Agree with Michael M's solution. We had identical issue after creating volumes with default SG and then moving the mount targets to a specific EFS SG. After two days of troubleshooting I finally dropped the volumes and recreated them, using the EFS SG at the time of creation. Worked without issue after that.

Answer 3

I faced a similar issue and followed StartupGuy's steps. That didn't particularly fix my issue, so I traced the cloud trail events and realised that the access policy needs to have mount access perms as well.

This is the default action for fs-policy:

             ...
             "Action": [
                "elasticfilesystem:ClientRootAccess",
                "elasticfilesystem:ClientWrite"
            ]
            ...

You need to add "elasticfilesystem:ClientMount" as well to the fs policy.

Answer 4

If you have a File System Policy set and you are using 'sudo mount -t nfs' or 'nfs4,' then you get this error. You can either:

• A.) Remove the file system policy from the file system
• B.) Use the following command to mount: sudo mount -t efs -o tls,iam ...

Source: https://docs.aws.amazon.com/efs/latest/ug/mounting-IAM-option.html

Answer 5

For me, the problem was that I had a policy requiring encryption in transit for the drive, and the instance creation wizard creates a bad /etc/fstab entry.

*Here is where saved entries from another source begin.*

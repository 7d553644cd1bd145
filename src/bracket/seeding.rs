//! Seeding: ordering participants into first-round slots.
//!
//! Participants are first arranged by a [`SeedingPolicy`] and then laid out
//! pairwise. Byes are spread across the first-round pairings so that no
//! pairing is left without a participant; the empty slot is always slot B.

use enum_dispatch::enum_dispatch;
use rand::{SeedableRng, rngs::StdRng, seq::SliceRandom};
use std::collections::HashSet;

use super::{
    errors::{BracketError, BracketResult},
    models::{ParticipantId, Slot},
    sizer::BracketSize,
};

/// Orders participants before they are slotted
#[enum_dispatch]
pub trait SeedOrder {
    fn arrange(&mut self, participants: &mut [ParticipantId]);
}

/// Uniform shuffle from ambient entropy
#[derive(Debug, Clone, Copy, Default, PartialEq, Eq)]
pub struct RandomSeeding;

impl SeedOrder for RandomSeeding {
    fn arrange(&mut self, participants: &mut [ParticipantId]) {
        participants.shuffle(&mut rand::rng());
    }
}

/// Reproducible shuffle from an explicit seed
#[derive(Debug, Clone, Copy, PartialEq, Eq)]
pub struct FixedSeed {
    pub seed: u64,
}

impl SeedOrder for FixedSeed {
    fn arrange(&mut self, participants: &mut [ParticipantId]) {
        let mut rng = StdRng::seed_from_u64(self.seed);
        participants.shuffle(&mut rng);
    }
}

/// Keep registry order
#[derive(Debug, Clone, Copy, Default, PartialEq, Eq)]
pub struct RegistrationOrder;

impl SeedOrder for RegistrationOrder {
    fn arrange(&mut self, _participants: &mut [ParticipantId]) {}
}

/// Seeding policy
#[enum_dispatch(SeedOrder)]
#[derive(Debug, Clone, Copy, PartialEq, Eq)]
pub enum SeedingPolicy {
    RandomSeeding(RandomSeeding),
    FixedSeed(FixedSeed),
    RegistrationOrder(RegistrationOrder),
}

impl SeedingPolicy {
    pub fn random() -> Self {
        RandomSeeding.into()
    }

    pub fn fixed(seed: u64) -> Self {
        FixedSeed { seed }.into()
    }

    pub fn registration_order() -> Self {
        RegistrationOrder.into()
    }

    pub fn name(&self) -> &'static str {
        match self {
            SeedingPolicy::RandomSeeding(_) => "random",
            SeedingPolicy::FixedSeed(_) => "fixed",
            SeedingPolicy::RegistrationOrder(_) => "ordered",
        }
    }
}

impl Default for SeedingPolicy {
    fn default() -> Self {
        Self::random()
    }
}

/// Assigns participants to first-round slots
#[derive(Debug, Clone, Default)]
pub struct SeedingAssigner {
    policy: SeedingPolicy,
}

impl SeedingAssigner {
    pub fn new(policy: SeedingPolicy) -> Self {
        Self { policy }
    }

    /// Lay out `participants` into `size.capacity` slots
    ///
    /// # Arguments
    ///
    /// * `participants` - Eligible participant IDs, in registry order
    /// * `size` - Bracket size computed for exactly these participants
    ///
    /// # Returns
    ///
    /// * `Vec<Slot>` - `capacity` slots, `byes` of them empty, read pairwise
    ///
    /// # Errors
    ///
    /// * `SeedingMismatch` - `participants` does not match `size`
    /// * `DuplicateParticipant` - a participant is listed twice
    pub fn assign(
        &mut self,
        participants: &[ParticipantId],
        size: &BracketSize,
    ) -> BracketResult<Vec<Slot>> {
        if participants.len() != size.participants || size.byes >= size.participants {
            return Err(BracketError::SeedingMismatch {
                expected: size.participants,
                found: participants.len(),
            });
        }

        let mut seen = HashSet::with_capacity(participants.len());
        if let Some(dup) = participants.iter().find(|id| !seen.insert(**id)) {
            return Err(BracketError::DuplicateParticipant(*dup));
        }

        let mut ordered = participants.to_vec();
        self.policy.arrange(&mut ordered);

        let pairings = size.first_round_matches();
        let mut entrants = ordered.into_iter();
        let mut slots = Vec::with_capacity(size.capacity);

        for (pairing, bye) in bye_pairings(pairings, size.byes).into_iter().enumerate() {
            let a = entrants.next().ok_or(BracketError::EmptyPairing {
                position: pairing as u32,
            })?;
            slots.push(Slot::Occupied(a));
            slots.push(if bye {
                Slot::Empty
            } else {
                Slot::from(entrants.next())
            });
        }

        Ok(slots)
    }
}

/// Which of `pairings` first-round pairings receive a bye
///
/// Spreads `byes` evenly over the pairings; exactly `byes` entries are true
/// as long as `byes <= pairings`.
pub fn bye_pairings(pairings: usize, byes: usize) -> Vec<bool> {
    if pairings == 0 {
        return Vec::new();
    }
    (0..pairings)
        .map(|i| (i * byes) / pairings != ((i + 1) * byes) / pairings)
        .collect()
}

1. The policy requires that the drive be mounted with tls. Instructions for this are given here: https://docs.aws.amazon.com/efs/latest/ug/mounting-fs-mount-helper-ec2-linux.html, IF you use the mount helper, and specify -o tls.
2. The /etc/fstab created by the instance creation wizard does not perform the proper mount. In fact, the "Using the NFS client" option on that same page is equivalent to the bad entry which is created.

Here is what a proper /etc/fstab entry looks like for encryption in transit:

fs-0123456789abcdef0:/ /mnt/fs-1 efs tls,_netdev 0 0

Answer 6

I got this error message when the directory on the EFS did not exist while trying to access through an access point.

Answer 7

Well as it turns out, AWS is not always as slick as it usually feels and sometimes things get botched on the back-end. In this case, it was possible that replacing the SG actually might have appeared to work in the UI, but on the back-end did not take effect. I'm just guessing.

What I did was just delete the existing EFS and create the exact same EFS. This time the only thing I did different was set my custom EFS SG on creation of the EFS, instead of replacing it after creation and viola, my playbooks were working again.

There is absolutely no intuitive (or documented) reason that I can think of, why starting with non-default SG should be any different than replacing it, when its the exact same SG. In either case you are setting up the EFS to use your selected SG and EFS is not objecting. Besides, I've done that before with no problems. So I am chalking this up as a EFS/SG back-end screw up that wasted a lot of time to troubleshoot.

In summary, if a new EFS share is giving you the mount.nfs4: access denied by server error when trying a standard mount (and you know you are doing everything else correctly) - just delete it and just re-create it. Don't necessarily assume you are doing something wrong and that AWS services can't screw up now and then.